Of those afflicted, only 32 per cent have their hypertension under control. That leaves about four million Australians as ticking time bombs.

In December, in the Medical Journal of Australia, Professor Alta Schutte, Professor of Cardiovascular Medicine at UNSW Sydney, called for a national taskforce to tackle the issue.

By improving the control of hypertension, the risks of coronary heart disease, dementia and cerebrovascular disease will be substantially reduced.

The Chinese study suggests changing your diet will go some way to solving the problem.

the study

“Nutrition may be an easily accessible and effective measure to fight against hypertension. Along with fat and carbohydrates, protein is one of the three basic macronutrients,” said study author Dr Xianhui Qin, of the National Clinical Research Center for Kidney Disease at Nanfang Hospital, Southern Medical University in Guangzhou, China.

The study authors analyzed health information for nearly 12,200 adults (average age 41), who had taken part in multiple rounds of the China Health and Nutrition Survey from 1997 to 2015.

Over three days in the same week, participants shared what they had eaten.

They were given a protein “variety score” based on the different sources of protein they’d eaten: whole grains, refined grains, processed red meat, unprocessed red meat, poultry, fish, egg and legumes.

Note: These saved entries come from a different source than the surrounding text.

//! # Block Type Module
//!
//! This module defines the different types of blocks in the voxel world.
//! It provides functionality for block type identification and conversion from
//! the compact one-byte storage format.

use num_derive::FromPrimitive;
use num_traits::FromPrimitive;

use super::{BlockProperties, BlockTypeSize, AIR_PROPERTIES, BLOCK_REGISTRY};

/// Enumerates all possible block types in the voxel world.
///
/// The discriminants are the stored byte values. The `FromPrimitive` derive
/// allows conversion back from that byte.
#[derive(Copy, Clone, Debug, Default, PartialEq, Eq, Hash, FromPrimitive)]
#[repr(u8)]
pub enum BlockType {
    /// Empty space. Never rendered.
    #[default]
    Air = 0,

    /// Topsoil, placed on the surface layer of every column.
    Dirt = 1,

    /// Common rock between the surface and the deep layer.
    Stone = 2,

    /// Rock more than ten blocks below the surface.
    DeepStone = 3,

    /// Ore found in the stone band five to ten blocks below the surface.
    CopperOre = 4,

    /// Rarer ore sharing the copper band.
    IronOre = 5,
}

impl BlockType {
    /// Every block type, in discriminant order.
    pub const ALL: [BlockType; 6] = [
        BlockType::Air,
        BlockType::Dirt,
        BlockType::Stone,
        BlockType::DeepStone,
        BlockType::CopperOre,
        BlockType::IronOre,
    ];

    /// Converts a stored byte back into a `BlockType`.
    ///
    /// Bytes that do not name a block type decode as `Air`, the same value an
    /// out-of-range lookup produces.
    ///
    /// # Arguments
    /// * `btype` - The block type as a `BlockTypeSize`
    pub fn from_int(btype: BlockTypeSize) -> Self {
        BlockType::from_u8(btype).unwrap_or(BlockType::Air)
    }

    /// Looks up the display attributes of this block type in the registry.
    pub fn properties(self) -> &'static BlockProperties {
        BLOCK_REGISTRY
            .get(&(self as BlockTypeSize))
            .unwrap_or(&AIR_PROPERTIES)
    }

    /// `true` for `Air`.
    #[inline]
    pub fn is_air(self) -> bool {
        self == BlockType::Air
    }

    /// `true` for every type that produces geometry.
    #[inline]
    pub fn is_solid(self) -> bool {
        !self.is_air()
    }
}

#[cfg(test)]
mod tests {
    use super::*;

    #[test]
    fn stored_bytes_decode_to_the_same_type() {
        for block_type in BlockType::ALL {
            assert_eq!(BlockType::from_int(block_type as BlockTypeSize), block_type);
        }
    }

    #[test]
    fn unknown_bytes_decode_as_air() {
        assert_eq!(BlockType::from_int(6), BlockType::Air);
        assert_eq!(BlockType::from_int(255), BlockType::Air);
    }

    #[test]
    fn only_air_is_not_solid() {
        assert!(BlockType::Air.is_air());
        assert!(!BlockType::Air.is_solid());
        for block_type in &BlockType::ALL[1..] {
            assert!(block_type.is_solid(), "{block_type:?} should be solid");
        }
    }
}
//! # Coordinate Module
//!
//! Conversions between the three coordinate spaces of the voxel world:
//!
//! * **world**: absolute block position, any `i32`
//! * **chunk**: which chunk column a world position falls in
//! * **local**: position inside that chunk, `0..CHUNK_WIDTH` / `0..CHUNK_DEPTH`
//!
//! Chunks are full-height columns, so only X and Z are split; Y is the same in
//! world and local space.

use serde::{Deserialize, Serialize};

use super::chunk::{CHUNK_DEPTH, CHUNK_WIDTH};

/// Position of a chunk column in chunk coordinates (not block coordinates).
#[derive(Debug, Clone, Copy, PartialEq, Eq, Hash, Default, Serialize, Deserialize)]
pub struct ChunkPosition {
    /// Chunk index along X
    pub x: i32,
    /// Chunk index along Z
    pub z: i32,
}

impl ChunkPosition {
    /// Creates a chunk position from its two components.
    pub const fn new(x: i32, z: i32) -> Self {
        ChunkPosition { x, z }
    }

    /// World-space block coordinates of this chunk's local origin.
    ///
    /// Wraps for chunk coordinates beyond `±i32::MAX / 16`.
    pub const fn world_offset(&self) -> (i32, i32) {
        (
            self.x.wrapping_mul(CHUNK_WIDTH),
            self.z.wrapping_mul(CHUNK_DEPTH),
        )
    }

    /// The chunk position `dx`, `dz` chunks away from this one, wrapping at
    /// the ends of the `i32` range.
    pub const fn offset(&self, dx: i32, dz: i32) -> Self {
        ChunkPosition::new(self.x.wrapping_add(dx), self.z.wrapping_add(dz))
    }
}

/// Splits a world coordinate along one axis into `(chunk, local)`.
///
/// Uses Euclidean division so negative positions land in the chunk below:
/// `-1` with a size of 16 is chunk `-1`, local `15`.
#[inline]
pub fn split_axis(world: i32, size: i32) -> (i32, i32) {
    (world.div_euclid(size), world.rem_euclid(size))
}

/// Splits a world X/Z pair into the owning chunk and the local X/Z inside it.
#[inline]
pub fn world_to_chunk_local(world_x: i32, world_z: i32) -> (ChunkPosition, i32, i32) {
    let (chunk_x, local_x) = split_axis(world_x, CHUNK_WIDTH);
    let (chunk_z, local_z) = split_axis(world_z, CHUNK_DEPTH);
    (ChunkPosition::new(chunk_x, chunk_z), local_x, local_z)
}

/// Chunk column containing a floating point world position.
#[inline]
pub fn world_point_to_chunk(x: f32, z: f32) -> ChunkPosition {
    ChunkPosition::new(
        (x / CHUNK_WIDTH as f32).floor() as i32,
        (z / CHUNK_DEPTH as f32).floor() as i32,
    )
}
//! # Terrain Generation
//!
//! Fills chunks with procedural terrain:
//!
//! 1. A 2D noise height map picks the surface height of every column.
//! 2. Each cell is layered by its depth below the surface: dirt on top, stone,
//!    an ore band, then deep stone.
//! 3. 3D noise carves caves below the surface, never through the bottom layer.
//!
//! Ore placement uses a fixed spatial hash rather than the seeded noise, so
//! the ore pattern for a given world position does not depend on the seed.

use noise::NoiseFn;
use serde::{Deserialize, Serialize};

use super::{
    block::BlockType,
    chunk::{Chunk, CHUNK_DEPTH, CHUNK_HEIGHT, CHUNK_WIDTH},
    noise::SimplexNoise,
};

/// Cells more than this far below the surface are deep stone.
pub const DEEP_STONE_DEPTH: i32 = 10;
/// Cells more than this far below the surface (and not deep stone) may hold ore.
pub const ORE_BAND_DEPTH: i32 = 5;
/// Ore hash values below this become copper ore.
pub const COPPER_ORE_THRESHOLD: f64 = 0.02;
/// Ore hash values below this (and not copper) become iron ore.
pub const IRON_ORE_THRESHOLD: f64 = 0.035;

/// Tunable terrain generation parameters.
///
/// The defaults are the values the world is normally generated with.
#[derive(Debug, Clone, PartialEq, Serialize, Deserialize)]
#[serde(default)]
pub struct TerrainParameters {
    /// Scale applied to world X/Z before sampling the height map
    pub height_noise_scale: f64,
    /// Scale applied to world X/Y/Z before sampling cave noise
    pub cave_noise_scale: f64,
    /// Cave noise above this value carves air
    pub cave_threshold: f64,
    /// Surface height where the height map is at its minimum
    pub min_terrain_height: i32,
    /// Surface height where the height map is at its maximum
    pub max_terrain_height: i32,
}

impl Default for TerrainParameters {
    fn default() -> Self {
        TerrainParameters {
            height_noise_scale: 0.05,
            cave_noise_scale: 0.1,
            cave_threshold: 0.7,
            min_terrain_height: 10,
            max_terrain_height: 20,
        }
    }
}

/// Generates terrain from a seed and a set of [`TerrainParameters`].
pub struct TerrainGenerator {
    height_noise: SimplexNoise,
    cave_noise: SimplexNoise,
    parameters: TerrainParameters,
}

impl TerrainGenerator {
    /// Creates a generator whose two noise sources are shuffled from one RNG
    /// seeded with `seed`, the height map first.
    pub fn new(seed: u64, parameters: TerrainParameters) -> Self {
        let mut rng = fastrand::Rng::with_seed(seed);
        let height_noise = SimplexNoise::new(&mut rng);
        let cave_noise = SimplexNoise::new(&mut rng);
        TerrainGenerator {
            height_noise,
            cave_noise,
            parameters,
        }
    }

    /// The parameters this generator was built with.
    pub fn parameters(&self) -> &TerrainParameters {
        &self.parameters
    }

    /// Surface height of the column at world `(world_x, world_z)`.
    ///
    /// Maps height noise from `[-1, 1]` onto
    /// `min_terrain_height..=max_terrain_height` and floors the result.
    pub fn surface_height(&self, world_x: i32, world_z: i32) -> i32 {
        let scale = self.parameters.height_noise_scale;
        let sample = self
            .height_noise
            .get([world_x as f64 * scale, world_z as f64 * scale]);
        let normalized = (sample + 1.0) / 2.0;
        let min = self.parameters.min_terrain_height as f64;
        let max = self.parameters.max_terrain_height as f64;
        (min + (max - min) * normalized).floor() as i32
    }

    /// Whether the cell at world `(world_x, y, world_z)` is carved out by a cave.
    ///
    /// Caves only exist strictly between the bottom layer and the surface.
    pub fn is_cave(&self, world_x: i32, y: i32, world_z: i32, surface_height: i32) -> bool {
        if y <= 0 || y >= surface_height {
            return false;
        }
        let scale = self.parameters.cave_noise_scale;
        let sample = self.cave_noise.get([
            world_x as f64 * scale,
            y as f64 * scale,
            world_z as f64 * scale,
        ]);
        sample > self.parameters.cave_threshold
    }

    /// The generated block at a world position.
    pub fn block_at(&self, world_x: i32, y: i32, world_z: i32) -> BlockType {
        let surface_height = self.surface_height(world_x, world_z);
        self.column_block(world_x, y, world_z, surface_height)
    }

    fn column_block(&self, world_x: i32, y: i32, world_z: i32, surface_height: i32) -> BlockType {
        if self.is_cave(world_x, y, world_z, surface_height) {
            return BlockType::Air;
        }
        layer_block(world_x, y, world_z, surface_height)
    }

    /// Fills every cell of `chunk` with generated terrain.
    pub fn fill_chunk(&self, chunk: &mut Chunk) {
        let (offset_x, offset_z) = chunk.position.world_offset();
        for z in 0..CHUNK_DEPTH {
            for x in 0..CHUNK_WIDTH {
                let world_x = offset_x.wrapping_add(x);
                let world_z = offset_z.wrapping_add(z);
                let surface_height = self.surface_height(world_x, world_z);
                for y in 0..CHUNK_HEIGHT {
                    let block_type = self.column_block(world_x, y, world_z, surface_height);
                    chunk.set_block(x, y, z, block_type);
                }
            }
        }
    }
}

/// Block type of a cell from its depth below the surface, before caves.
pub fn layer_block(world_x: i32, y: i32, world_z: i32, surface_height: i32) -> BlockType {
    let depth = surface_height - y;
    if depth < 0 {
        BlockType::Air
    } else if depth == 0 {
        BlockType::Dirt
    } else if depth > DEEP_STONE_DEPTH {
        BlockType::DeepStone
    } else if depth > ORE_BAND_DEPTH {
        ore_at(world_x, y, world_z)
    } else {
        BlockType::Stone
    }
}

/// Deterministic value in `[0, 1)` for a world position.
pub fn ore_hash(world_x: i32, y: i32, world_z: i32) -> f64 {
    let hash = (world_x as i64)
        .wrapping_mul(73_856_093)
        .wrapping_add((y as i64).wrapping_mul(19_349_663))
        .wrapping_add((world_z as i64).wrapping_mul(83_492_791));
    let scaled = (hash as f64).sin() * 10_000.0;
    scaled - scaled.floor()
}

/// Ore or plain stone for a cell in the ore band.
pub fn ore_at(world_x: i32, y: i32, world_z: i32) -> BlockType {
    let value = ore_hash(world_x, y, world_z);
    if value < COPPER_ORE_THRESHOLD {
        BlockType::CopperOre
    } else if value < IRON_ORE_THRESHOLD {
        BlockType::IronOre
    } else {
        BlockType::Stone
    }
}

#[cfg(test)]
mod tests {
    use super::*;
    use crate::engine_state::voxels::coords::ChunkPosition;

    fn no_caves() -> TerrainParameters {
        TerrainParameters {
            cave_threshold: 1.1,
            ..TerrainParameters::default()
        }
    }

    #[test]
    fn defaults_match_documented_constants() {
        let parameters = TerrainParameters::default();
        assert_eq!(parameters.height_noise_scale, 0.05);
        assert_eq!(parameters.cave_noise_scale, 0.1);
        assert_eq!(parameters.cave_threshold, 0.7);
        assert_eq!(parameters.min_terrain_height, 10);
        assert_eq!(parameters.max_terrain_height, 20);
    }

    #[test]
    fn surface_heights_stay_in_range() {
        let generator = TerrainGenerator::new(1234, TerrainParameters::default());
        for x in -64..64 {
            for z in (-64..64).step_by(7) {
                let height = generator.surface_height(x, z);
                assert!((10..=20).contains(&height), "height {height} at ({x}, {z})");
            }
        }
    }

    #[test]
    fn layers_follow_depth() {
        assert_eq!(layer_block(0, 16, 0, 15), BlockType::Air);
        assert_eq!(layer_block(0, 15, 0, 15), BlockType::Dirt);
        assert_eq!(layer_block(0, 14, 0, 15), BlockType::Stone);
        assert_eq!(layer_block(0, 10, 0, 15), BlockType::Stone);
        assert_eq!(layer_block(0, 4, 0, 15), BlockType::DeepStone);
        assert_eq!(layer_block(0, 0, 0, 15), BlockType::DeepStone);
        for y in 5..=9 {
            assert!(matches!(
                layer_block(3, y, 7, 15),
                BlockType::Stone | BlockType::CopperOre | BlockType::IronOre
            ));
        }
    }

    #[test]
    fn ore_is_deterministic_and_in_range() {
        for x in -20..20 {
            for y in 0..32 {
                let first = ore_at(x, y, x * 3 - y);
                assert_eq!(first, ore_at(x, y, x * 3 - y));
                let value = ore_hash(x, y, x * 3 - y);
                assert!((0.0..1.0).contains(&value));
                assert!(matches!(
                    first,
                    BlockType::Stone | BlockType::CopperOre | BlockType::IronOre
                ));
            }
        }
    }

    #[test]
    fn ore_only_appears_in_the_ore_band() {
        let generator = TerrainGenerator::new(99, no_caves());
        for x in -16..16 {
            for z in -16..16 {
                let surface = generator.surface_height(x, z);
                for y in 0..CHUNK_HEIGHT {
                    let block = generator.block_at(x, y, z);
                    if matches!(block, BlockType::CopperOre | BlockType::IronOre) {
                        let depth = surface - y;
                        assert!(depth > ORE_BAND_DEPTH && depth <= DEEP_STONE_DEPTH);
                    }
                }
            }
        }
    }

    #[test]
    fn ores_appear_somewhere_in_a_large_sample() {
        let mut copper = 0;
        let mut iron = 0;
        for x in -200..200 {
            for y in 0..32 {
                match ore_at(x, y, 17) {
                    BlockType::CopperOre => copper += 1,
                    BlockType::IronOre => iron += 1,
                    _ => {}
                }
            }
        }
        assert!(copper > 0);
        assert!(iron > 0);
    }

    #[test]
    fn caves_never_touch_bottom_layer_or_surface() {
        let generator = TerrainGenerator::new(
            5,
            TerrainParameters {
                cave_threshold: -1.0,
                ..TerrainParameters::default()
            },
        );
        for x in -8..8 {
            for z in -8..8 {
                let surface = generator.surface_height(x, z);
                assert_ne!(generator.block_at(x, 0, z), BlockType::Air);
                assert_eq!(generator.block_at(x, surface, z), BlockType::Dirt);
                for y in 1..surface {
                    assert_eq!(generator.block_at(x, y, z), BlockType::Air);
                }
            }
        }
    }

    #[test]
    fn fill_chunk_matches_block_at() {
        let generator = TerrainGenerator::new(77, TerrainParameters::default());
        let mut chunk = Chunk::new(ChunkPosition::new(-1, 2));
        generator.fill_chunk(&mut chunk);

        for (x, z) in [(0, 0), (15, 15), (7, 3)] {
            for y in 0..CHUNK_HEIGHT {
                assert_eq!(
                    chunk.get_block(x, y, z),
                    generator.block_at(-16 + x, y, 32 + z)
                );
            }
        }
    }

    #[test]
    fn same_seed_generates_the_same_terrain() {
        let a = TerrainGenerator::new(2024, TerrainParameters::default());
        let b = TerrainGenerator::new(2024, TerrainParameters::default());
        let mut first = Chunk::new(ChunkPosition::new(0, 0));
        let mut second = Chunk::new(ChunkPosition::new(0, 0));
        a.fill_chunk(&mut first);
        b.fill_chunk(&mut second);
        assert_eq!(first.raw_blocks(), second.raw_blocks());
    }
}
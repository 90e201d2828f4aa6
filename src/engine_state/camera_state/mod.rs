//! # Camera State Management
//!
//! This module handles the camera the world is generated around:
//! - Camera position and orientation tracking
//! - Applying per-frame movement input
//! - Chunk-based position tracking for chunk generation
//!
//! ## Core Components
//! - `FlyCamera`: position and orientation in 3D space
//! - `CameraState`: owns the camera and reports chunk changes
//! - `CameraConfig`: start position, speed and sensitivity

use cgmath::{Deg, Point3};
use serde::{Deserialize, Serialize};
use web_time::Duration;

use crate::application_state::input_state::MovementInput;

use super::voxels::coords::{world_point_to_chunk, ChunkPosition};

pub mod camera;

use camera::FlyCamera;

/// Initial camera settings.
#[derive(Debug, Clone, PartialEq, Serialize, Deserialize)]
#[serde(default)]
pub struct CameraConfig {
    /// World-space start position
    pub start_position: [f32; 3],
    /// Movement speed in blocks per second
    pub speed: f32,
    /// Look sensitivity
    pub sensitivity: f32,
}

impl Default for CameraConfig {
    fn default() -> Self {
        CameraConfig {
            start_position: [8.0, 28.0, 8.0],
            speed: 12.0,
            sensitivity: 1.0,
        }
    }
}

/// Manages the camera and tracks which chunk it is in.
pub struct CameraState {
    /// The current camera position and orientation
    pub camera: FlyCamera,
}

impl CameraState {
    /// Creates a camera state from its configuration, looking along +X and
    /// slightly down.
    pub fn new(config: &CameraConfig) -> Self {
        let camera = FlyCamera::new(
            Point3::from(config.start_position),
            Deg(0.0),
            Deg(-20.0),
            config.speed,
            config.sensitivity,
        );
        CameraState { camera }
    }

    /// The chunk column the camera is currently in.
    pub fn chunk_position(&self) -> ChunkPosition {
        world_point_to_chunk(self.camera.position.x, self.camera.position.z)
    }

    /// Applies one frame of input to the camera.
    ///
    /// # Arguments
    /// * `dt` - Time elapsed since the last update
    /// * `input` - Movement for this frame
    ///
    /// # Returns
    /// - `Some(CameraUpdates)` if the input moved or turned the camera
    /// - `None` if no updates were needed
    pub fn update(&mut self, dt: Duration, input: &MovementInput) -> Option<CameraUpdates> {
        if !input.has_updates() {
            return None;
        }
        self.camera.update(dt, input);
        Some(CameraUpdates {
            new_chunk_position: self.chunk_position(),
        })
    }
}

/// Represents updates to the camera's state that affect the world.
///
/// This is returned by `CameraState::update()` when the camera moved.
#[derive(Debug, Clone, Copy, PartialEq, Eq)]
pub struct CameraUpdates {
    /// The chunk column the camera is in after the update
    pub new_chunk_position: ChunkPosition,
}
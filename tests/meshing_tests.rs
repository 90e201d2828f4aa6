use voxel_terrain::engine_state::rendering::{meshing::build_chunk_geometry, HeadlessScene, RenderSide};
use voxel_terrain::engine_state::voxels::{
    block::BlockType,
    chunk::Chunk,
    coords::ChunkPosition,
    world::{World, WorldConfig},
};

#[test]
fn terrain_meshes_have_consistent_buffers() {
    let mut world = World::new(WorldConfig::default(), HeadlessScene::new());
    let chunk = world.generate_chunk(0, 0);
    let chunk = chunk.get();
    let mesh = chunk.mesh().expect("generated chunks carry a mesh");
    let geometry = &mesh.geometry;

    assert!(!geometry.is_empty());
    assert_eq!(geometry.positions.len(), geometry.normals.len());
    assert_eq!(geometry.positions.len(), geometry.colors.len());
    assert_eq!(geometry.positions.len(), geometry.vertex_count() * 3);
    assert_eq!(geometry.vertex_count(), geometry.quad_count() * 4);
    assert_eq!(geometry.indices.len(), geometry.quad_count() * 6);
    assert!(geometry.indices.iter().all(|i| (*i as usize) < geometry.vertex_count()));

    for channel in &geometry.colors {
        assert!((0.0..=1.0).contains(channel));
    }
    for normal in geometry.normals.chunks(3) {
        let length: f32 = normal.iter().map(|c| c.abs()).sum();
        assert_eq!(length, 1.0);
    }

    assert_eq!(mesh.material.side, RenderSide::Front);
    assert!(mesh.material.vertex_colors);
    assert!(mesh.material.cast_shadow);
    assert!(mesh.material.receive_shadow);
}

#[test]
fn byte_views_cover_every_buffer() {
    let mut world = World::new(WorldConfig::default(), HeadlessScene::new());
    let chunk = world.generate_chunk(-1, 2);
    let chunk = chunk.get();
    let geometry = &chunk.mesh().expect("generated chunks carry a mesh").geometry;

    assert_eq!(geometry.position_bytes().len(), geometry.positions.len() * 4);
    assert_eq!(geometry.normal_bytes().len(), geometry.normals.len() * 4);
    assert_eq!(geometry.color_bytes().len(), geometry.colors.len() * 4);
    assert_eq!(geometry.index_bytes().len(), geometry.indices.len() * 4);

    assert_eq!(geometry.normal_bytes()[..4], geometry.normals[0].to_ne_bytes());
    assert_eq!(geometry.color_bytes()[..4], geometry.colors[0].to_ne_bytes());
}

#[test]
fn world_scene_holds_one_mesh_per_chunk() {
    let mut world = World::new(WorldConfig::default(), HeadlessScene::new());
    world.generate_initial_chunks(2);

    assert_eq!(world.chunk_count(), 25);
    assert_eq!(world.scene().attached_count(), 25);
    assert_eq!(world.scene().double_registrations(), 0);
}

#[test]
fn edits_change_the_face_count() {
    let mut chunk = Chunk::new(ChunkPosition::new(0, 0));
    chunk.set_block(5, 5, 5, BlockType::Stone);
    assert_eq!(build_chunk_geometry(&chunk).quad_count(), 6);

    chunk.set_block(5, 6, 5, BlockType::Dirt);
    assert_eq!(build_chunk_geometry(&chunk).quad_count(), 10);

    chunk.set_block(5, 6, 5, BlockType::Air);
    assert_eq!(build_chunk_geometry(&chunk).quad_count(), 6);
}

#[test]
fn boundary_faces_are_emitted_even_against_a_solid_neighbour() {
    let mut world = World::new(WorldConfig::default(), HeadlessScene::new());
    world.generate_chunk(0, 0);
    world.generate_chunk(1, 0);

    // Every solid cell on the x = 15 wall of chunk (0, 0) still gets a +X face.
    let chunk = world.get_chunk(0, 0).expect("chunk (0, 0) is loaded");
    let chunk = chunk.get();
    let geometry = build_chunk_geometry(&chunk);
    let wall_cells = (0..32)
        .flat_map(|y| (0..16).map(move |z| (y, z)))
        .filter(|(y, z)| chunk.get_block(15, *y, *z).is_solid())
        .count();
    let east_faces = geometry
        .normals
        .chunks(12)
        .zip(geometry.positions.chunks(12))
        .filter(|(normals, positions)| normals[0] == 1.0 && positions[0] == 16.0)
        .count();
    assert_eq!(east_faces, wall_cells);
}
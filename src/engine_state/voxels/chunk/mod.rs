//! # Chunk Module
//!
//! This module provides the `Chunk` struct: a 16x32x16 column of blocks that is
//! the unit of storage and of mesh generation.
//!
//! ## Storage
//!
//! Blocks are kept in one flat array of one-byte cells, X fastest, then Z, then Y:
//! `index = y * CHUNK_WIDTH * CHUNK_DEPTH + z * CHUNK_WIDTH + x`.
//!
//! ## Mesh Ownership
//!
//! A chunk owns at most one renderable. Regenerating the mesh detaches and
//! releases the old renderable before the new one is attached, so the scene
//! never holds a stale and a fresh mesh for the same chunk.

use cgmath::Point3;
use chunk_iteration::ChunkBlockIterator;
use log::debug;

use super::block::{Block, BlockType};
use super::coords::ChunkPosition;
use crate::engine_state::rendering::{
    meshing::build_chunk_geometry, MaterialSettings, Renderable, Scene,
};

pub mod chunk_iteration;

/// Width of a chunk in blocks (X).
pub const CHUNK_WIDTH: i32 = 16;
/// Height of a chunk in blocks (Y). Chunks span the full world height.
pub const CHUNK_HEIGHT: i32 = 32;
/// Depth of a chunk in blocks (Z).
pub const CHUNK_DEPTH: i32 = 16;
/// The number of blocks in one horizontal layer of a chunk.
pub const CHUNK_PLANE_SIZE: usize = (CHUNK_WIDTH * CHUNK_DEPTH) as usize;
/// The total number of blocks in a chunk.
pub const CHUNK_SIZE: usize = CHUNK_PLANE_SIZE * CHUNK_HEIGHT as usize;

/// Represents a 16x32x16 column of voxel blocks in the world.
pub struct Chunk {
    /// The position of this chunk in chunk coordinates (not block coordinates).
    pub position: ChunkPosition,

    /// One cell per block in storage order. Always `CHUNK_SIZE` long.
    blocks: Box<[Block]>,

    /// The renderable currently attached to the scene for this chunk, if any.
    mesh: Option<Renderable>,
}

impl Chunk {
    /// Creates a new, completely empty chunk (all blocks are air) without a mesh.
    ///
    /// # Arguments
    /// * `position` - The chunk coordinates of the new chunk
    pub fn new(position: ChunkPosition) -> Self {
        Chunk {
            position,
            blocks: vec![Block::AIR; CHUNK_SIZE].into_boxed_slice(),
            mesh: None,
        }
    }

    /// Returns `true` when the local coordinates fall inside the chunk.
    #[inline]
    pub fn in_bounds(x: i32, y: i32, z: i32) -> bool {
        (0..CHUNK_WIDTH).contains(&x) && (0..CHUNK_HEIGHT).contains(&y) && (0..CHUNK_DEPTH).contains(&z)
    }

    #[inline]
    fn index(x: i32, y: i32, z: i32) -> usize {
        (y * CHUNK_WIDTH * CHUNK_DEPTH + z * CHUNK_WIDTH + x) as usize
    }

    /// Gets the block type at the specified chunk-relative coordinates.
    ///
    /// Coordinates outside the chunk read as `Air`.
    pub fn get_block(&self, x: i32, y: i32, z: i32) -> BlockType {
        if !Self::in_bounds(x, y, z) {
            return BlockType::Air;
        }
        self.blocks[Self::index(x, y, z)].block_type()
    }

    /// Sets the block type at the specified chunk-relative coordinates.
    ///
    /// Writes outside the chunk are ignored. The mesh is not rebuilt; call
    /// [`Chunk::generate_mesh`] afterwards.
    pub fn set_block(&mut self, x: i32, y: i32, z: i32, block_type: BlockType) {
        if !Self::in_bounds(x, y, z) {
            return;
        }
        self.blocks[Self::index(x, y, z)] = Block::new(block_type);
    }

    /// The block array as raw bytes, one byte per cell in storage order.
    pub fn raw_blocks(&self) -> &[u8] {
        bytemuck::cast_slice(&self.blocks)
    }

    /// Iterates over every non-air block with its local position.
    pub fn solid_blocks(&self) -> ChunkBlockIterator<'_> {
        ChunkBlockIterator::new(self)
    }

    /// Local position of the block at storage `index`.
    pub fn local_position(index: usize) -> Point3<i32> {
        let index = index as i32;
        let plane = CHUNK_WIDTH * CHUNK_DEPTH;
        Point3::new(index % CHUNK_WIDTH, index / plane, (index % plane) / CHUNK_WIDTH)
    }

    /// The renderable currently attached for this chunk.
    pub fn mesh(&self) -> Option<&Renderable> {
        self.mesh.as_ref()
    }

    /// Rebuilds this chunk's mesh and attaches it to `scene`.
    ///
    /// Any existing mesh is detached and released first.
    pub fn generate_mesh<S: Scene + ?Sized>(&mut self, scene: &mut S) {
        self.release_mesh(scene);

        let renderable = Renderable::new(build_chunk_geometry(self), MaterialSettings::TERRAIN);
        scene.add(&renderable);
        debug!(
            "Chunk {:?} attached mesh {:?}",
            self.position,
            renderable.id()
        );
        self.mesh = Some(renderable);
    }

    /// Detaches and releases this chunk's mesh. Does nothing without a mesh.
    pub fn dispose<S: Scene + ?Sized>(&mut self, scene: &mut S) {
        self.release_mesh(scene);
    }

    fn release_mesh<S: Scene + ?Sized>(&mut self, scene: &mut S) {
        if let Some(old) = self.mesh.take() {
            scene.remove(&old);
            scene.release(old);
        }
    }
}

One point was given for each source of protein, with a maximum variety score of 8. The researchers then evaluated the association for new onset hypertension in relation to the protein variety score.

New-onset hypertension was defined as blood pressure greater than or equal to 140 mm Hg/90 mm Hg, the use of blood pressure-lowering medicine, or self-reporting that a physician had diagnosed high blood pressure.

The average follow-up time was six years.

The results

More than 35 per cent of the participants developed new-onset high hypertension during the follow-up.

Compared to participants with the lowest variety score for protein intake (1), those with the highest variety score (4 or higher) had a 66 per cent lower risk of developing high blood pressure.

The amount of protein eaten was also a factor. Consumption was divided into five categories, from least to most intake.

The researchers found that “people who ate the least amount of total protein and those who ate most protein had the highest risk for new onset of hypertension”.

The researchers didn’t ask why a variety of proteins was more healthy. But nutritionists, doctors and health writers have banged on about it for years.

Lean red meat is high in quality protein but provides no fiber or healthy fats. Processed meats are high in saturated fats and salt and are the worst.

Fish is high in long-chain fatty acids, which are good for the brain. Lentils and whole grains are high in fibre.

Hand on heart, a bit of each during the week might stop you from carking it in the street. Which is just undignified and unmanly.